§ Try it:
Wherever a line holds the word "impl", copy that line from the data.

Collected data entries
BEGIN
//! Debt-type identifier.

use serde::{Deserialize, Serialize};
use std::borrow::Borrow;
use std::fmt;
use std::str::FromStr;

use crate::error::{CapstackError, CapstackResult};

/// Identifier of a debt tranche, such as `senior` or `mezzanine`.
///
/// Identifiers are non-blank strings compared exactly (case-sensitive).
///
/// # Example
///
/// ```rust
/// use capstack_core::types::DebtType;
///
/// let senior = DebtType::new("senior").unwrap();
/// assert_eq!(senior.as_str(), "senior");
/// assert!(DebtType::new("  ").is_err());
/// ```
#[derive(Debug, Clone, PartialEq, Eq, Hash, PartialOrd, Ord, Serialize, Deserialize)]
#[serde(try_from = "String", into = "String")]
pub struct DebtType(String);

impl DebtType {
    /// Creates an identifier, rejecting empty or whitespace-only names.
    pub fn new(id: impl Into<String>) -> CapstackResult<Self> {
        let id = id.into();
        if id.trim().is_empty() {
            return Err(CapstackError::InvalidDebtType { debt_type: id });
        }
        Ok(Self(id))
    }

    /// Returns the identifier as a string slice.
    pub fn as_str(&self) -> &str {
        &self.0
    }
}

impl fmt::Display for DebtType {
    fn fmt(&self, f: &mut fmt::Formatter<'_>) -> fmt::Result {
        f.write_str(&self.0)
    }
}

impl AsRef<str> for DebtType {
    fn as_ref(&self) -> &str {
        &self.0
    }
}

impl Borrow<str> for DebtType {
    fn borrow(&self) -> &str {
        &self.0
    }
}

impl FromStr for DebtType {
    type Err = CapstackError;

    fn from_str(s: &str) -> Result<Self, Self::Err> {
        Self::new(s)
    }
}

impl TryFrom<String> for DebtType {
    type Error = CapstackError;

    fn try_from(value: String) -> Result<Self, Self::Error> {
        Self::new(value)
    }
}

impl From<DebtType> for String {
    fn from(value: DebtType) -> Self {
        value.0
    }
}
END
§ The answer:
impl DebtType {
    pub fn new(id: impl Into<String>) -> CapstackResult<Self> {
impl fmt::Display for DebtType {
impl AsRef<str> for DebtType {
impl Borrow<str> for DebtType {
impl FromStr for DebtType {
impl TryFrom<String> for DebtType {
impl From<DebtType> for String {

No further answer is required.